**WORK TO COMPLETE**
Could you set down the lines below, from the one containing "#![warn(clippy::all)]" through the final line, exactly as written?

**RECORDS SUPPLIED**

******************************

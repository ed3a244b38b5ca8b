//! # zipper-list
//!
//! An immutable zipper list for Rust: an ordered, non-empty sequence with a
//! distinguished cursor element, cursor-relative navigation, and
//! transformations that keep the cursor's position.
//!
//! ## Overview
//!
//! - **Persistent Data Structures**: [`ZipperList`](persistent::ZipperList)
//!   with clamped construction, saturating navigation, position-preserving
//!   `map` and `filter`, and membership queries
//! - **Type Classes**: `Functor`, `Foldable`, and `Equality`, the last one
//!   letting callers decide what "equal elements" means
//!
//! ## Feature Flags
//!
//! - `typeclass`: Type class traits (`Functor`, `Foldable`, `Equality`)
//! - `persistent`: The `ZipperList` data structure
//! - `serde`: `Serialize`/`Deserialize` for `ZipperList`
//! - `full`: Enable all features
//!
//! ## Example
//!
//! ```rust
//! use zipper_list::prelude::*;
//!
//! let zipper = ZipperList::from_indexed(0, vec!["intro", "body", "outro"]).unwrap();
//! let zipper = zipper.next();
//! assert_eq!(zipper.current(), &"body");
//!
//! let shouting = zipper.fmap(str::to_uppercase);
//! assert_eq!(shouting.current(), "BODY");
//! assert_eq!(shouting.cursor_index(), 1);
//! ```

#![forbid(unsafe_code)]
#![warn(missing_docs)]
#![warn(clippy::all)]
#![warn(clippy::pedantic)]
#![warn(clippy::nursery)]

/// Prelude module for convenient imports.
///
/// Re-exports commonly used types and traits.
///
/// # Usage
///
/// ```rust
/// use zipper_list::prelude::*;
/// ```
pub mod prelude {

    #[cfg(feature = "typeclass")]
    pub use crate::typeclass::*;

    #[cfg(feature = "persistent")]
    pub use crate::persistent::*;
}

#[cfg(feature = "typeclass")]
pub mod typeclass;

#[cfg(feature = "persistent")]
pub mod persistent;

******************************

**RESPONSE BOX**
#![warn(clippy::all)]
#![warn(clippy::pedantic)]
#![warn(clippy::nursery)]

/// Prelude module for convenient imports.
///
/// Re-exports commonly used types and traits.
///
/// # Usage
///
/// ```rust
/// use zipper_list::prelude::*;
/// ```
pub mod prelude {

    #[cfg(feature = "typeclass")]
    pub use crate::typeclass::*;

    #[cfg(feature = "persistent")]
    pub use crate::persistent::*;
}

#[cfg(feature = "typeclass")]
pub mod typeclass;

#[cfg(feature = "persistent")]
pub mod persistent;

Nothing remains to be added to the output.